Previous studies have proposed that caffeine-induced activation of glucose transport in skeletal muscle is independent of AMP-activated protein kinase (AMPK) because α-AMPK Thr172 phosphorylation was not increased by caffeine. However, our previous studies, as well as the present, show that AMPK phosphorylation measured in whole muscle lysate is not a good indicator of AMPK activation in rodent skeletal muscle.
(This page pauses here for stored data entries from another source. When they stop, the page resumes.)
//! Handlers for the product catalog: collection listings and the
//! duplicate-gated insertion endpoint the bot forwards to.

use axum::extract::State;
use axum::Json;
use serde_json::{json, Value};

use vitrina_core::catalog::{generate_id, is_duplicate, validate_product_payload, Product};
use vitrina_core::error::CoreError;
use vitrina_store::Collection;

use crate::error::AppResult;
use crate::state::AppState;

/// GET /api/products
///
/// The full product collection in insertion order.
pub async fn list_products(State(state): State<AppState>) -> Json<Vec<Product>> {
    Json(state.store.load(Collection::Products).await)
}

/// GET /api/akcii
pub async fn list_promotions(State(state): State<AppState>) -> Json<Vec<Value>> {
    Json(state.store.load(Collection::Promotions).await)
}

/// GET /api/novinki
pub async fn list_new_items(State(state): State<AppState>) -> Json<Vec<Value>> {
    Json(state.store.load(Collection::NewItems).await)
}

/// POST /api/add-product
///
/// Validates the payload, then inserts under the products-collection lock so
/// the duplicate check and the append are one atomic read-modify-write.
/// Located candidates that match an existing record on the composite key
/// (category, brand, name, flavor, city, normalized street) get 409;
/// unlocated payloads are never deduplicated.
pub async fn add_product(
    State(state): State<AppState>,
    Json(payload): Json<Value>,
) -> AppResult<Json<Value>> {
    let fields = validate_product_payload(&payload)?;

    let id = state
        .store
        .update(Collection::Products, |products: &mut Vec<Product>| {
            if is_duplicate(products, &fields) {
                return Err(CoreError::Conflict("Product already exists".into()));
            }
            let product = Product {
                id: generate_id(),
                fields,
            };
            let id = product.id.clone();
            products.push(product);
            Ok(id)
        })
        .await??;

    tracing::info!(%id, "Product added to catalog");
    Ok(Json(json!({"status": "ok", "id": id})))
}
In lysates from incubated rat soleus muscle, a predominant model in previous caffeine-studies, both acetyl-CoA carboxylase-β (ACCβ) Ser221 and immunoprecipitated α₁-AMPK activity increased with caffeine incubation, without changes in AMPK phosphorylation or immunoprecipitated α₂-AMPK activity. This pattern was also observed in mouse soleus muscle, where only ACCβ and α₁-AMPK phosphorylation were increased following caffeine treatment. Preincubation with the selective CaMKK inhibitor STO-609 (5 μM), the CaM-competitive inhibitor KN-93 (10 μM), or the SR Ca ²⁺ release blocking agent dantrolene (10 μM) all inhibited ACCβ phosphorylation and α₁-AMPK phosphorylation, suggesting that SR Ca²⁺ release may work through a CaMKK-AMPK pathway. Caffeine-stimulated 2-deoxyglucose (2DG) uptake reflected the AMPK activation pattern, being increased with caffeine and inhibited by STO-609, KN-93, or dantrolene. The inhibition of 2DG uptake is likely causally linked to AMPK activation, since muscle-specific expression of a kinase-dead AMPK construct greatly reduced caffeine-stimulated 2DG uptake in mouse soleus. We conclude that a SR Ca²⁺-activated CaMKK may control α₁-AMPK activation and be necessary for caffeine-stimulated glucose uptake in mouse soleus muscle.